Every generation also seems to have strong favourites and anti favourites.School food is generally criticised as lacking of taste, in the same way as say, hospital food, but the environment of hurry and lack of aesthetics also gathers critique. Sometimes I've thought you could put together an interesting cook book just by collecting together most hated school foods from different times. I grew up during the depression of the 90's in the Finnish version of Bible Belt, Ostrobothnia, and was one of the only three vegetarian students, so I still have a hard time eating square-shaped dry bread, grated root vegetables or raw cabbage ‒ what an excellent salad projet for the next winter. (Then again, I loved pea soup and spinach pancakes.)

For the generation of my parents, pearl porridge and pearl soup were definitely among the most hard-to-swallow items. And can't blame them, I mean gosh, those things are slimy. They're just potato starch pressed together, something I imagine didn't exist before second world war.

I, on the other hand, came to like pearl soup since it was something my grandmom used to make. Come to think of it, it doesn't actually differ much from the macaroni soup my dad made, so if you have a hard time finding "pearls", try macaronis instead. It might prove difficult since I haven't heard they would be used anywhere else in the world (although this might help). This version gets a bit more taste from fennel seeds and that medieval treat, almond milk, which is usually sold lightly sweetened so I omitted sugar altogether though in my records this is definitely a dish on the more sweet side.
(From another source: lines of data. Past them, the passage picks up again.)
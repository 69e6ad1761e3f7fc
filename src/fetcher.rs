use std::time::Duration;

use reqwest::{Client, StatusCode, Url};

use crate::config::CrawlSettings;

const USER_AGENT: &str = concat!("site-ingest/", env!("CARGO_PKG_VERSION"));

#[derive(Debug, thiserror::Error)]
pub enum FetchError {
    #[error("request to {url} failed: {source}")]
    Request {
        url: Url,
        #[source]
        source: reqwest::Error,
    },
    #[error("request to {url} failed with status: {status}")]
    Status { url: Url, status: StatusCode },
    #[error("failed to read response body from {url}: {source}")]
    Body {
        url: Url,
        #[source]
        source: reqwest::Error,
    },
}

impl FetchError {
    /// Timeouts, refused connections, throttling and server-side failures are
    /// worth another attempt; everything else is final.
    pub fn is_transient(&self) -> bool {
        match self {
            FetchError::Request { source, .. } | FetchError::Body { source, .. } => {
                source.is_timeout() || source.is_connect()
            }
            FetchError::Status { status, .. } => {
                *status == StatusCode::TOO_MANY_REQUESTS || status.is_server_error()
            }
        }
    }
}

/// A successfully fetched document.
#[derive(Debug, Clone)]
pub struct RawDocument {
    pub url: Url,
    /// Where the request ended up after redirects.
    pub final_url: Url,
    pub status: StatusCode,
    pub body: String,
}

#[derive(Debug, Clone)]
pub struct Fetcher {
    client: Client,
    max_retries: u32,
    retry_backoff: Duration,
}

impl Fetcher {
    pub fn new(settings: &CrawlSettings) -> reqwest::Result<Fetcher> {
        let client = Client::builder()
            .user_agent(USER_AGENT)
            .timeout(settings.fetch_timeout)
            .connect_timeout(settings.connect_timeout)
            .pool_idle_timeout(Duration::from_secs(30))
            .build()?;
        Ok(Fetcher::with_client(client, settings))
    }

    pub fn with_client(client: Client, settings: &CrawlSettings) -> Fetcher {
        Fetcher {
            client,
            max_retries: settings.max_retries,
            retry_backoff: settings.retry_backoff,
        }
    }

    /// GET `url`, retrying transient failures with exponential backoff.
    pub async fn fetch(&self, url: &Url) -> Result<RawDocument, FetchError> {
        let mut attempt = 0;
        loop {
            match self.fetch_once(url).await {
                Err(e) if e.is_transient() && attempt < self.max_retries => {
                    attempt += 1;
                    let delay = self.backoff(attempt);
                    tracing::debug!("retrying {url} in {delay:?} (attempt {attempt}): {e}");
                    tokio::time::sleep(delay).await;
                }
                res => return res,
            }
        }
    }

    /// Delay before retry number `attempt` (1-based): the base backoff doubled
    /// per earlier retry, saturating instead of overflowing.
    fn backoff(&self, attempt: u32) -> Duration {
        let factor = 2u32.saturating_pow(attempt.saturating_sub(1));
        self.retry_backoff.saturating_mul(factor)
    }

    async fn fetch_once(&self, url: &Url) -> Result<RawDocument, FetchError> {
        let response = self
            .client
            .get(url.clone())
            .send()
            .await
            .map_err(|source| FetchError::Request {
                url: url.clone(),
                source,
            })?;

        let status = response.status();
        if !status.is_success() {
            return Err(FetchError::Status {
                url: url.clone(),
                status,
            });
        }

        let final_url = response.url().clone();
        let body = response.text().await.map_err(|source| FetchError::Body {
            url: url.clone(),
            source,
        })?;

        Ok(RawDocument {
            url: url.clone(),
            final_url,
            status,
            body,
        })
    }
}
- 1 l almond milk (you can choose any milk you like, I just thought this would give a nice aroma)
- 1.5 dl potato starch pearls
- 1 tbsp fennel seeds
- 1 tbsp margarine
- salt
- sugar to serve

Heat up the milk. (Don't leave it alone as it might come out from the pot if it misses you.) When you start to see bubbles appearing, add the pearls and the fennel seeds. Let them cook for about 8 minutes. Add a pinch of salt and if you wish, a spoonful of margarine. Let the eaters decide if they want to sprinkle sugar on top.

Nutritional values / 1090 g:
energy 611 kcal
fat 22 g
protein 5 g
carbohydrates 306 g
fiber 16 g

21.4.13

Raw Buckwheat Porridge ‒ Raaka tattaripuuro


A typical Finnish breakfast to date is still porridge. According to this survey, that's what 40% of Finns eat, while 11% uses cereals. I've always been more on the bread league myself, but sometimes it's nice to get variation.

Raw porridge as an idea sounded like something only a very dedicated hippie would eat but once I managed to ovecome my prejudices this turned out quite yummy indeed. You could use any other grain you wish here, besides buckwheat at least millet, barley and oatmeal seem popular. If you add some dried fruits and berries it becomes surprisingly sweet as well.

- 2 dl barley
- dried berries and/or fruits, rosehips in this case
- nuts and/or seeds, sunflower seeds in this case
- enough water to cover it all

In the evening, put everything in a bowl to soak for the night and cover up with water. In the morning, blend smooth. Serve with berries or jam. (The ones you see in the picture are gooseberries, by the way.)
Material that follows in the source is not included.